The Ontario Human Rights Tribunal has recently confirmed that it will generally not allow testimony by teleconference where the credibility of the witness is a significant issue or where the witness’ evidence is extensive or key to the proceeding. A leading case is Zeividavi v. Catholic Immigration Services, 2011 HRTO 406 (CanLII) where the Tribunal noted:
Ordinarily, participants, especially parties, are expected to be available in person to testify and submit to cross-examination and also to be present in person to question other witnesses.
In the Zeividavi case, the only reason put forward for requesting that the witnesses testify by teleconferece was the “expense and inconvenience associated with travelling to the hearing.” The Tribunal, in the circumstances, refused to allow the applicant and his girlfriend to testify by teleconference. It held that their:
..... presence at the hearing is necessary to ensure a fair opportunity for cross-examination and to allow the Tribunal to fairly assess the credibility of all of the witnesses.

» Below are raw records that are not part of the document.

// src/main.rs

use std::env;
use std::net::SocketAddr;
use std::sync::Arc;

use anyhow::{Context, Result};
use secrecy::ExposeSecret;
use tokio::io::{self, BufReader};
use tracing::{error, info};
use tracing_subscriber::{layer::SubscriberExt, util::SubscriberInitExt};
use wallet_chat::{
    api::create_router,
    chat::{repl::run_repl, ChatBackend, ChatSession, RelayClient},
    config::Config,
    relay::AnthropicClient,
    tools::ToolDispatcher,
    utils,
    wallet::{LocalWalletProvider, WalletProvider},
    AppState,
};

// --- HTTP Server Logic ---
async fn run_http_server(state: AppState) -> Result<()> {
    if state.config.anthropic_api_key.expose_secret().is_empty() {
        anyhow::bail!("ANTHROPIC_API_KEY must be set to run the relay");
    }

    let addr = SocketAddr::from(([0, 0, 0, 0], state.config.port));
    let app = create_router(state);

    info!("🚀 Relay listening on {}", addr);
    let listener = tokio::net::TcpListener::bind(addr)
        .await
        .with_context(|| format!("failed to bind {}", addr))?;
    axum::serve(listener, app.into_make_service_with_connect_info::<SocketAddr>())
        .await
        .context("relay server stopped")?;
    Ok(())
}

// --- Chat Client Logic ---
async fn run_chat(config: Config, direct: bool) -> Result<()> {
    let wallet =
        Arc::new(LocalWalletProvider::new(&config).context("failed to initialize wallet")?);
    match wallet.restore_session().await {
        Ok(Some(address)) => info!("Reconnected wallet {}", utils::checksum(&address)),
        Ok(None) => info!("No wallet session to restore"),
        Err(e) => error!("Failed to restore wallet session: {}", e),
    }

    let wallet: Arc<dyn WalletProvider> = wallet;
    let dispatcher = ToolDispatcher::new(wallet, config.network_switch_timeout)?;

    let backend: Arc<dyn ChatBackend> = if direct {
        let client = AnthropicClient::new(&config)?;
        info!("🚀 Chat client calling {} directly", client.model());
        Arc::new(client)
    } else {
        let client = RelayClient::new(config.relay_url.clone());
        info!("🚀 Chat client using relay at {}", client.url());
        Arc::new(client)
    };

    let mut session = ChatSession::new(
        backend,
        dispatcher,
        Some(config.system_prompt.clone()),
        config.max_tool_rounds,
    );

    run_repl(&mut session, BufReader::new(io::stdin()), io::stdout())
        .await
        .context("terminal I/O failed")
}

#[tokio::main]
async fn main() {
    // Initialize tracing; stdout belongs to the chat front end
    tracing_subscriber::registry()
        .with(
            tracing_subscriber::EnvFilter::try_from_default_env()
                .unwrap_or_else(|_| "wallet_chat=debug,tower_http=debug".into()),
        )
        .with(tracing_subscriber::fmt::layer().with_writer(std::io::stderr))
        .init();

    // Load configuration
    let config = match Config::from_env() {
        Ok(cfg) => cfg,
        Err(e) => {
            error!("❌ Failed to load configuration: {:#}", e);
            std::process::exit(1);
        }
    };

    // Chat client or relay server
    let args: Vec<String> = env::args().collect();
    let result = if args.iter().any(|a| a == "--chat") || env::var("CHAT_MODE").is_ok() {
        run_chat(config, args.iter().any(|a| a == "--direct")).await
    } else {
        match AppState::new(config) {
            Ok(state) => run_http_server(state).await,
            Err(e) => Err(e.into()),
        }
    };

    if let Err(e) = result {
        error!("❌ {:#}", e);
        std::process::exit(1);
    }
}
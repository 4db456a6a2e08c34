use serde_json::{json, Value};

use crate::{utils, wallet::WalletProvider};

/// `get_wallet_address`: checksummed connected account, or null
pub async fn get_wallet_address(wallet: &dyn WalletProvider) -> Value {
    json!(wallet.account().await.map(|address| utils::checksum(&address)))
}
// src/wallet/transactions.rs

use std::time::Duration;

use ethers::{
    providers::{Http, Middleware, PendingTransaction, Provider},
    signers::{LocalWallet, Signer},
    types::{
        transaction::eip2718::TypedTransaction, Address, TransactionReceipt, TransactionRequest,
        H256, U256, U64,
    },
};
use tracing::{debug, info, warn};

use super::{nonce_manager::NonceManager, TxReceipt, TxStatus, WalletError};

const RECEIPT_POLL_INTERVAL: Duration = Duration::from_secs(1);

/// Signs and broadcasts a plain value transfer.
/// Nonces come from the shared `NonceManager`; gas and gas price come from the node.
pub async fn send_value_transfer(
    provider: &Provider<Http>,
    chain_id: u64,
    wallet: &LocalWallet,
    to: Address,
    value: U256,
    nonce_manager: &NonceManager,
) -> Result<H256, WalletError> {
    let from = wallet.address();
    let nonce = nonce_manager.get_next_nonce(chain_id, from, provider).await?;

    let mut tx: TypedTransaction = TransactionRequest::new()
        .from(from)
        .to(to)
        .value(value)
        .nonce(nonce)
        .chain_id(chain_id)
        .into();

    let result = async {
        let gas = provider.estimate_gas(&tx, None).await?;
        tx.set_gas(gas);
        let gas_price = provider.get_gas_price().await?;
        tx.set_gas_price(gas_price);
        debug!(?from, ?to, %value, %gas, %gas_price, %nonce, chain_id, "Signing transfer");

        let signer = wallet.clone().with_chain_id(chain_id);
        let signature = signer
            .sign_transaction(&tx)
            .await
            .map_err(|e| WalletError::Signing(e.to_string()))?;
        let raw_tx = tx.rlp_signed(&signature);

        let pending = provider.send_raw_transaction(raw_tx).await?;
        Ok::<H256, WalletError>(pending.tx_hash())
    }
    .await;

    match result {
        Ok(hash) => {
            info!("Broadcast transfer {:?} on chain {}", hash, chain_id);
            Ok(hash)
        }
        Err(e) => {
            // The nonce may not have been consumed; refetch it next time.
            nonce_manager.reset(chain_id, from);
            Err(e)
        }
    }
}

/// Waits for `hash` to be mined, bounded by `timeout`.
pub async fn wait_for_receipt(
    provider: &Provider<Http>,
    hash: H256,
    timeout: Duration,
) -> Result<TxReceipt, WalletError> {
    let pending = PendingTransaction::new(hash, provider).interval(RECEIPT_POLL_INTERVAL);

    match tokio::time::timeout(timeout, pending).await {
        Ok(Ok(Some(receipt))) => Ok(to_tx_receipt(&receipt)),
        Ok(Ok(None)) => Err(WalletError::Dropped(hash)),
        Ok(Err(e)) => Err(e.into()),
        Err(_) => {
            warn!("No receipt for {:?} after {:?}", hash, timeout);
            Err(WalletError::ReceiptTimeout(hash))
        }
    }
}

pub fn to_tx_receipt(receipt: &TransactionReceipt) -> TxReceipt {
    let status = if receipt.status == Some(U64::one()) {
        TxStatus::Success
    } else {
        TxStatus::Reverted
    };

    TxReceipt {
        hash: receipt.transaction_hash,
        status,
        block_number: receipt.block_number.map(|n| n.as_u64()),
        transaction_index: receipt.transaction_index.as_u64(),
    }
}
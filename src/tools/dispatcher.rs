// src/tools/dispatcher.rs

use std::sync::Arc;
use std::time::Duration;

use serde_json::Value;
use tracing::{error, info};

use super::{address, balance, chain, manifest, transfer, ToolCall, ToolError, ToolKind};
use crate::{
    relay::protocol::{ContentBlock, ToolInvocation},
    wallet::WalletProvider,
};

/// Result of one tool invocation, correlated by the invocation id
#[derive(Debug, Clone, PartialEq)]
pub struct ToolResult {
    pub tool_use_id: String,
    pub content: String,
    pub is_error: bool,
}

impl ToolResult {
    pub fn into_block(self) -> ContentBlock {
        ContentBlock::ToolResult {
            tool_use_id: self.tool_use_id,
            content: self.content,
            is_error: self.is_error,
        }
    }
}

/// Executes tool calls against an explicit wallet context.
#[derive(Clone)]
pub struct ToolDispatcher {
    wallet: Arc<dyn WalletProvider>,
    switch_timeout: Duration,
}

impl ToolDispatcher {
    /// Fails if the advertised manifest names a tool without a handler.
    pub fn new(
        wallet: Arc<dyn WalletProvider>,
        switch_timeout: Duration,
    ) -> Result<Self, ToolError> {
        if let Some(orphan) = manifest()
            .into_iter()
            .find(|d| ToolKind::from_name(&d.name).is_none())
        {
            return Err(ToolError::ToolNotFound(orphan.name));
        }

        Ok(Self {
            wallet,
            switch_timeout,
        })
    }

    pub fn wallet(&self) -> &Arc<dyn WalletProvider> {
        &self.wallet
    }

    /// Run one invocation. Errors never escape; they become error-flagged results.
    pub async fn execute(&self, invocation: ToolInvocation<'_>) -> ToolResult {
        info!("Executing tool: {} ({})", invocation.name, invocation.id);

        let outcome = async {
            let call = ToolCall::parse(invocation.name, invocation.input)?;
            let value = self.run(call).await?;
            Ok::<String, ToolError>(serde_json::to_string(&value)?)
        }
        .await;

        match outcome {
            Ok(content) => ToolResult {
                tool_use_id: invocation.id.to_string(),
                content,
                is_error: false,
            },
            Err(e) => {
                error!("Tool {} failed: {}", invocation.name, e);
                ToolResult {
                    tool_use_id: invocation.id.to_string(),
                    content: e.to_string(),
                    is_error: true,
                }
            }
        }
    }

    async fn run(&self, call: ToolCall) -> Result<Value, ToolError> {
        let wallet = self.wallet.as_ref();
        match call {
            ToolCall::GetWalletAddress => Ok(address::get_wallet_address(wallet).await),
            ToolCall::GetBalance(input) => {
                let output = balance::get_balance(wallet, &input).await?;
                Ok(serde_json::to_value(output)?)
            }
            ToolCall::SendEth(input) => {
                Ok(transfer::send_eth(wallet, &input, self.switch_timeout).await)
            }
            ToolCall::GetChainId(input) => Ok(chain::get_chain_id(&input)),
        }
    }
}
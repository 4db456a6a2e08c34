use axum::{
    http::StatusCode,
    response::{IntoResponse, Response},
    Json,
};
use thiserror::Error;

use super::protocol::ErrorBody;

/// Failures reaching the model API. The conversation itself is never touched.
#[derive(Error, Debug)]
pub enum RelayError {
    #[error("request to model API failed: {0}")]
    Transport(#[from] reqwest::Error),
    #[error("model API returned {status}: {body}")]
    Upstream { status: u16, body: String },
    #[error("model API returned an unreadable body: {0}")]
    Decode(String),
}

impl IntoResponse for RelayError {
    fn into_response(self) -> Response {
        let body = ErrorBody {
            error: "Error communicating with Anthropic API".to_string(),
            details: self.to_string(),
        };
        (StatusCode::INTERNAL_SERVER_ERROR, Json(body)).into_response()
    }
}
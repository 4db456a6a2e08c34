// src/wallet/local.rs

use std::collections::HashMap;
use std::str::FromStr;
use std::sync::Arc;
use std::time::Duration;

use async_trait::async_trait;
use ethers::{
    providers::{Http, Middleware, Provider},
    signers::{LocalWallet, Signer},
    types::{Address, H256, U256},
};
use secrecy::ExposeSecret;
use tokio::sync::{watch, RwLock};
use tracing::{debug, info, warn};

use super::{
    nonce_manager::NonceManager, session::SessionStore, transactions, TxReceipt, WalletError,
    WalletProvider,
};
use crate::config::Config;

/// Wallet backed by a locally held signing key and one JSON-RPC endpoint per chain
pub struct LocalWalletProvider {
    providers: HashMap<u64, Arc<Provider<Http>>>,
    /// Key loaded from configuration; `connect` makes it the active account
    signing_key: Option<LocalWallet>,
    connected: RwLock<Option<LocalWallet>>,
    active_chain: watch::Sender<Option<u64>>,
    nonce_manager: NonceManager,
    session: SessionStore,
    receipt_timeout: Duration,
}

impl LocalWalletProvider {
    pub fn new(config: &Config) -> Result<Self, WalletError> {
        let mut providers = HashMap::new();

        for (chain_id, url) in &config.chain_rpc_urls {
            match Provider::<Http>::try_from(url.as_str()) {
                Ok(provider) => {
                    providers.insert(*chain_id, Arc::new(provider));
                }
                Err(e) => warn!(
                    "Failed to create provider for chain {} at {}: {}",
                    chain_id, url, e
                ),
            }
        }

        let signing_key = config
            .wallet_private_key
            .as_ref()
            .map(|key| LocalWallet::from_str(key.expose_secret().trim()))
            .transpose()
            .map_err(|e| WalletError::Signing(format!("invalid WALLET_PRIVATE_KEY: {}", e)))?;

        let initial_chain = providers
            .contains_key(&config.default_chain_id)
            .then_some(config.default_chain_id);
        let (active_chain, _) = watch::channel(initial_chain);

        let session = SessionStore::new(config.session_path.clone());
        debug!("Wallet session file: {}", session.path().display());

        Ok(Self {
            providers,
            signing_key,
            connected: RwLock::new(None),
            active_chain,
            nonce_manager: NonceManager::new(),
            session,
            receipt_timeout: config.receipt_timeout,
        })
    }

    /// Reconnect if the stored session was connected with the configured key.
    /// Returns the restored address.
    pub async fn restore_session(&self) -> Result<Option<Address>, WalletError> {
        let record = self
            .session
            .load()
            .map_err(|e| WalletError::Storage(e.to_string()))?;

        if let Some(chain_id) = record.chain_id.filter(|id| self.providers.contains_key(id)) {
            self.active_chain.send_replace(Some(chain_id));
        }

        let Some(key) = &self.signing_key else {
            return Ok(None);
        };
        if !record.connected || record.address != Some(key.address()) {
            return Ok(None);
        }

        *self.connected.write().await = Some(key.clone());
        info!("Restored wallet session for {:?}", key.address());
        Ok(Some(key.address()))
    }

    fn get_provider(&self, chain_id: u64) -> Result<Arc<Provider<Http>>, WalletError> {
        self.providers
            .get(&chain_id)
            .cloned()
            .ok_or(WalletError::UnsupportedChain(chain_id))
    }
}

#[async_trait]
impl WalletProvider for LocalWalletProvider {
    async fn connect(&self) -> Result<Address, WalletError> {
        let key = self.signing_key.clone().ok_or(WalletError::NoSigner)?;
        let address = key.address();
        *self.connected.write().await = Some(key);

        let chain_id = *self.active_chain.borrow();
        self.session
            .record_connected(address, chain_id)
            .map_err(|e| WalletError::Storage(e.to_string()))?;

        info!("Wallet connected: {:?}", address);
        Ok(address)
    }

    async fn disconnect(&self) -> Result<(), WalletError> {
        *self.connected.write().await = None;
        self.session
            .clear()
            .map_err(|e| WalletError::Storage(e.to_string()))?;
        info!("Wallet disconnected");
        Ok(())
    }

    async fn account(&self) -> Option<Address> {
        self.connected.read().await.as_ref().map(|wallet| wallet.address())
    }

    async fn chain_id(&self) -> Option<u64> {
        *self.active_chain.borrow()
    }

    fn subscribe_chain(&self) -> watch::Receiver<Option<u64>> {
        self.active_chain.subscribe()
    }

    fn supports_switching(&self) -> bool {
        self.providers.len() > 1
    }

    async fn switch_chain(&self, chain_id: u64) -> Result<(), WalletError> {
        let provider = self.get_provider(chain_id)?;

        let actual = provider.get_chainid().await?.as_u64();
        if actual != chain_id {
            return Err(WalletError::ChainMismatch {
                expected: chain_id,
                actual,
            });
        }

        self.active_chain.send_replace(Some(chain_id));
        if let Err(e) = self.session.record_chain(chain_id) {
            warn!("Failed to persist active chain {}: {}", chain_id, e);
        }
        info!("Switched active chain to {}", chain_id);
        Ok(())
    }

    async fn get_balance(&self, chain_id: u64, address: Address) -> Result<U256, WalletError> {
        let provider = self.get_provider(chain_id)?;
        Ok(provider.get_balance(address, None).await?)
    }

    async fn send_transaction(
        &self,
        chain_id: u64,
        to: Address,
        value: U256,
    ) -> Result<H256, WalletError> {
        let wallet = self
            .connected
            .read()
            .await
            .clone()
            .ok_or(WalletError::NotConnected)?;
        let provider = self.get_provider(chain_id)?;

        transactions::send_value_transfer(
            &provider,
            chain_id,
            &wallet,
            to,
            value,
            &self.nonce_manager,
        )
        .await
    }

    async fn wait_for_receipt(&self, chain_id: u64, hash: H256) -> Result<TxReceipt, WalletError> {
        let provider = self.get_provider(chain_id)?;
        transactions::wait_for_receipt(&provider, hash, self.receipt_timeout).await
    }
}
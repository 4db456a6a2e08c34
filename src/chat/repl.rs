// src/chat/repl.rs

use tokio::io::{AsyncBufRead, AsyncBufReadExt, AsyncWrite, AsyncWriteExt};
use tracing::{debug, error, info};

use super::session::ChatSession;
use crate::{chains, utils};

const HELP: &str = "Commands:
  /connect     connect the configured wallet
  /disconnect  disconnect the wallet
  /address     show the connected account and chain
  /reset       clear the conversation and usage counters
  /usage       show token usage
  /help        show this help
  /quit        exit";

#[derive(Debug, Clone, Copy, PartialEq, Eq)]
enum Command {
    Connect,
    Disconnect,
    Address,
    Reset,
    Usage,
    Help,
    Quit,
}

impl Command {
    fn parse(line: &str) -> Option<Self> {
        match line.split_whitespace().next()? {
            "/connect" => Some(Command::Connect),
            "/disconnect" => Some(Command::Disconnect),
            "/address" => Some(Command::Address),
            "/reset" => Some(Command::Reset),
            "/usage" => Some(Command::Usage),
            "/help" => Some(Command::Help),
            "/quit" | "/exit" => Some(Command::Quit),
            _ => None,
        }
    }
}

/// Line-oriented chat front end. Returns on EOF, `/quit` or an I/O error.
pub async fn run_repl<R, W>(session: &mut ChatSession, reader: R, writer: W) -> std::io::Result<()>
where
    R: AsyncBufRead + Unpin,
    W: AsyncWrite + Unpin,
{
    let mut lines = reader.lines();
    let mut out = writer;

    out.write_all(b"Type a message, or /help for commands.\n").await?;
    out.flush().await?;

    while let Some(line) = lines.next_line().await? {
        let line = line.trim();
        if line.is_empty() {
            continue;
        }

        if line.starts_with('/') {
            let Some(command) = Command::parse(line) else {
                write_line(&mut out, &format!("Unknown command: {}. Try /help", line)).await?;
                continue;
            };
            if command == Command::Quit {
                break;
            }
            let reply = run_command(session, command).await;
            write_line(&mut out, &reply).await?;
            continue;
        }

        debug!("User: {}", line);
        match session.send_message(line).await {
            Ok(outcome) => {
                for result in outcome.tool_results.iter().filter(|r| r.is_error) {
                    write_line(&mut out, &format!("[tool error] {}", result.content)).await?;
                }
                let reply = outcome.reply.unwrap_or_else(|| "(no reply)".to_string());
                write_line(&mut out, &format!("Assistant: {}", reply)).await?;
            }
            Err(e) => {
                error!("Turn failed: {}", e);
                write_line(&mut out, &format!("Error: {}", e)).await?;
            }
        }
    }

    info!("Chat session ended");
    Ok(())
}

async fn run_command(session: &mut ChatSession, command: Command) -> String {
    let wallet = session.dispatcher().wallet().clone();
    match command {
        Command::Connect => match wallet.connect().await {
            Ok(address) => format!("Connected {}", utils::checksum(&address)),
            Err(e) => format!("Connect failed: {}", e),
        },
        Command::Disconnect => match wallet.disconnect().await {
            Ok(()) => "Disconnected".to_string(),
            Err(e) => format!("Disconnect failed: {}", e),
        },
        Command::Address => match wallet.account().await {
            Some(address) => {
                let chain = match wallet.chain_id().await {
                    Some(id) => chains::chain_by_id(id)
                        .map(|c| format!("{} ({})", c.name, id))
                        .unwrap_or_else(|| id.to_string()),
                    None => "no chain".to_string(),
                };
                format!("{} on {}", utils::checksum(&address), chain)
            }
            None => "No wallet connected".to_string(),
        },
        Command::Reset => {
            session.reset();
            "Conversation cleared".to_string()
        }
        Command::Usage => session.usage().to_string(),
        Command::Help => help_text(),
        Command::Quit => String::new(),
    }
}

fn help_text() -> String {
    let networks: Vec<String> = chains::supported_chains()
        .iter()
        .map(|chain| format!("{} ({})", chain.name, chain.id))
        .collect();
    format!("{}\nNetworks: {}", HELP, networks.join(", "))
}

async fn write_line<W: AsyncWrite + Unpin>(out: &mut W, text: &str) -> std::io::Result<()> {
    out.write_all(text.as_bytes()).await?;
    out.write_all(b"\n").await?;
    out.flush().await
}
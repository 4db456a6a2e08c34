// src/api/chat.rs

use axum::{extract::State, Json};
use serde_json::Value;
use tracing::{debug, info};

use crate::{
    relay::{protocol::ChatRequest, RelayError},
    AppState,
};

/// `POST /api/chat`: forwards the conversation and returns the model's
/// response body unchanged.
pub async fn chat_handler(
    State(state): State<AppState>,
    Json(request): Json<ChatRequest>,
) -> Result<Json<Value>, RelayError> {
    info!("Received chat request with {} messages", request.conversation.len());

    let response = state.anthropic.forward(request.conversation).await?;
    debug!("Relaying model response {}", response.get("id").and_then(serde_json::Value::as_str).unwrap_or("-"));

    Ok(Json(response))
}
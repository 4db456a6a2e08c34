// src/chat/session.rs

use std::sync::Arc;

use tracing::{debug, info, warn};

use super::{
    backend::{ChatBackend, ChatError},
    conversation::Conversation,
    usage::TokenUsage,
};
use crate::{
    relay::protocol::{Message, Role},
    tools::{ToolDispatcher, ToolResult},
};

/// What one user turn produced
#[derive(Debug, Clone, Default, PartialEq)]
pub struct TurnOutcome {
    /// Visible assistant text, `None` when the model only called tools
    pub reply: Option<String>,
    /// Every tool result sent back during the turn, in order
    pub tool_results: Vec<ToolResult>,
    /// Tool round-trips performed
    pub rounds: usize,
}

/// Client side of the chat: owns the visible conversation and runs the
/// tool loop for each user turn.
pub struct ChatSession {
    backend: Arc<dyn ChatBackend>,
    dispatcher: ToolDispatcher,
    conversation: Conversation,
    usage: TokenUsage,
    max_tool_rounds: usize,
}

impl ChatSession {
    pub fn new(
        backend: Arc<dyn ChatBackend>,
        dispatcher: ToolDispatcher,
        system_prompt: Option<String>,
        max_tool_rounds: usize,
    ) -> Self {
        Self {
            backend,
            dispatcher,
            conversation: Conversation::new(system_prompt),
            usage: TokenUsage::default(),
            max_tool_rounds,
        }
    }

    pub fn conversation(&self) -> &Conversation {
        &self.conversation
    }

    pub fn usage(&self) -> TokenUsage {
        self.usage
    }

    pub fn dispatcher(&self) -> &ToolDispatcher {
        &self.dispatcher
    }

    pub fn reset(&mut self) {
        self.conversation.reset();
        self.usage = TokenUsage::default();
        info!("Conversation reset");
    }

    /// Send one user message and run tool round-trips until the model
    /// answers without requesting a tool.
    ///
    /// On a backend error the user message stays in the conversation and no
    /// assistant message is added; the next send merges the two user turns.
    pub async fn send_message(&mut self, text: &str) -> Result<TurnOutcome, ChatError> {
        let text = text.trim();
        if text.is_empty() {
            return Ok(TurnOutcome::default());
        }

        self.conversation.push_user(text);
        // tool exchanges live only in this working copy
        let mut history = self.conversation.to_request();

        let mut replies: Vec<String> = Vec::new();
        let mut tool_results = Vec::new();
        let mut rounds = 0;

        loop {
            let response = self.backend.complete(&history).await?;
            if let Some(usage) = &response.usage {
                self.usage.record(usage);
            }

            replies.extend(
                response
                    .text_segments()
                    .filter(|segment| !segment.trim().is_empty())
                    .map(str::to_string),
            );

            let invocations: Vec<_> = response.tool_uses().collect();
            if invocations.is_empty() {
                break;
            }
            if rounds >= self.max_tool_rounds {
                warn!(
                    "Model still requesting tools after {} rounds, stopping",
                    self.max_tool_rounds
                );
                break;
            }
            rounds += 1;

            let mut results = Vec::with_capacity(invocations.len());
            for invocation in invocations {
                results.push(self.dispatcher.execute(invocation).await);
            }
            debug!("Round {}: {} tool results", rounds, results.len());

            history.push(Message::blocks(Role::Assistant, response.to_content_blocks()));
            history.push(Message::blocks(
                Role::User,
                results.iter().cloned().map(ToolResult::into_block).collect(),
            ));
            tool_results.extend(results);
        }

        let reply = replies.join("\n\n");
        let reply = if reply.is_empty() {
            None
        } else {
            self.conversation.push_assistant(reply.clone());
            Some(reply)
        };

        Ok(TurnOutcome {
            reply,
            tool_results,
            rounds,
        })
    }
}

The most recent case on the point is Paul v. Tyco Security Products Canada Ltd., 2015 HRTO 1239 (CanLII) - where the applicant sought to be able to have two (2) physicians testify by teleconference. The applicant maintained that to require the physicians to attend at the hearing would “interfere with their busy practices”.
The Tribunal relied on Zeividavi and allowed one (1) of the physicians to testify by teleconference because “the doctor’s credibility is not a significant issue, and the assessment of his credibility will not be substantially affected if he testifies by teleconference.” However, as to the other doctor, the Tribunal refused to allow him to testify by teleconference because “the credibility of his evidence is critical” and that there were anticipated to be conflicts in the medical evidence presented by the parties such that this doctor’s attendance at the hearing was required.